President of china district of reinsurance and chief executive officer of reinsurance of china district, ivan goAccording to nzález (kong yifeng), ageing is an important theme in the chinese market and an excellent opportunity. Thus, we have the opportunity to introduce more innovative products, including “global-type” products, as well as those developed specifically for the needs of the chinese market。

The swiss chief executive officer for life and health insurance, paul murray (wise), added that this was both a great test and an important opportunity, as was the case with both sides of the coin. Therefore, higher savings, greater security, more investment in infrastructure and more relevant products and digital technologies are needed。

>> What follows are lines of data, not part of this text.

// src/load/mod.rs
pub mod cache;
pub mod workbook;

use crate::error::DataLoadError;
use csv::ReaderBuilder;
use std::path::Path;
use tracing::{debug, info, warn};

pub use workbook::{list_sheets, DEFAULT_SHEET, WORKBOOK_EXTENSIONS};

/// Cells of the source sheet as read, before any column mapping.
#[derive(Debug, Clone, Default, PartialEq)]
pub struct RawTable {
    /// Column names from the first non-empty row. Blank names become `Unnamed: <index>`.
    pub headers: Vec<String>,
    /// Data rows, each padded or truncated to `headers.len()`. `None` is an empty cell.
    pub rows: Vec<Vec<Option<String>>>,
}

impl RawTable {
    /// Build a table from a dense grid whose first row holds the headers.
    /// Rows with no values at all are dropped.
    pub fn from_grid(grid: Vec<Vec<Option<String>>>) -> Self {
        let mut grid = grid
            .into_iter()
            .filter(|row| row.iter().any(Option::is_some));

        let headers: Vec<String> = match grid.next() {
            Some(header_row) => header_row
                .into_iter()
                .enumerate()
                .map(|(idx, cell)| match cell.map(|c| c.trim().to_string()) {
                    Some(name) if !name.is_empty() => name,
                    _ => format!("Unnamed: {}", idx),
                })
                .collect(),
            None => return Self::default(),
        };

        let width = headers.len();
        let mut truncated = 0usize;
        let rows = grid
            .map(|mut row| {
                if row.len() > width {
                    if row[width..].iter().any(Option::is_some) {
                        truncated += 1;
                    }
                    row.truncate(width);
                }
                row.resize(width, None);
                row
            })
            .collect::<Vec<_>>();

        if truncated > 0 {
            warn!(
                truncated,
                width, "some rows have more cells than headers; extra cells dropped"
            );
        }

        Self { headers, rows }
    }
}

/// A cell's text, or `None` when it is empty or only whitespace.
/// Every reader goes through this so blank cells look the same whatever the format.
pub(crate) fn non_blank(text: String) -> Option<String> {
    if text.trim().is_empty() {
        None
    } else {
        Some(text)
    }
}

/// Read the source file into a [`RawTable`].
///
/// Workbooks are read from `sheet`; `.csv` files are read whole.
#[tracing::instrument(level = "info", skip(path), fields(path = %path.as_ref().display()))]
pub fn load_raw_table<P: AsRef<Path>>(path: P, sheet: &str) -> Result<RawTable, DataLoadError> {
    let path = path.as_ref();
    let ext = path
        .extension()
        .and_then(|e| e.to_str())
        .map(|e| e.to_ascii_lowercase());

    let table = match ext.as_deref() {
        Some("csv") => load_csv(path)?,
        Some(e) if WORKBOOK_EXTENSIONS.contains(&e) => workbook::load_sheet(path, sheet)?,
        _ => {
            return Err(DataLoadError::UnsupportedFormat {
                path: path.to_path_buf(),
            })
        }
    };

    info!(
        rows = table.rows.len(),
        columns = table.headers.len(),
        "loaded raw table"
    );
    Ok(table)
}

/// Header row first; ragged records tolerated; empty fields become `None`.
fn load_csv(path: &Path) -> Result<RawTable, DataLoadError> {
    let csv_err = |source| DataLoadError::Csv {
        path: path.to_path_buf(),
        source,
    };

    let mut rdr = ReaderBuilder::new()
        .has_headers(false)
        .flexible(true)
        .from_path(path)
        .map_err(csv_err)?;

    let mut grid = Vec::new();
    for (idx, result) in rdr.records().enumerate() {
        let record = result.map_err(csv_err)?;
        let row: Vec<Option<String>> = record
            .iter()
            .map(|field| non_blank(field.to_string()))
            .collect();
        if idx == 0 {
            debug!(fields = row.len(), "csv header row");
        }
        grid.push(row);
    }

    Ok(RawTable::from_grid(grid))
}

In addition, with regard to the construction of the three-pillar old-age pension system, paul murray suggested that insurance companies could do much in this regard, for example by introducing comprehensive health insurance with savings functions that would guarantee future health and related services. In addition, insurance companies can provide more relevant services, and future products can be more customized and refined, for example for cancer-specific safeguards, or some high-end health insurance。
In response to the downward revision of scheduled interest rates for life insurance products, paul murray (wise) stated that, overall, this was a very positive initiative that helped insurance companies to reduce pressure but also had an impact on demand. He suggested that insurance companies could actively focus on balance sheets to adjust capital management strategies to maintain solvency in a low interest rate environment. One way of managing a balance sheet that is very effective is to reinsurance, whether financial or personal, which is widely applied globally, with the belief that it will become an increasingly important tool for china in the future。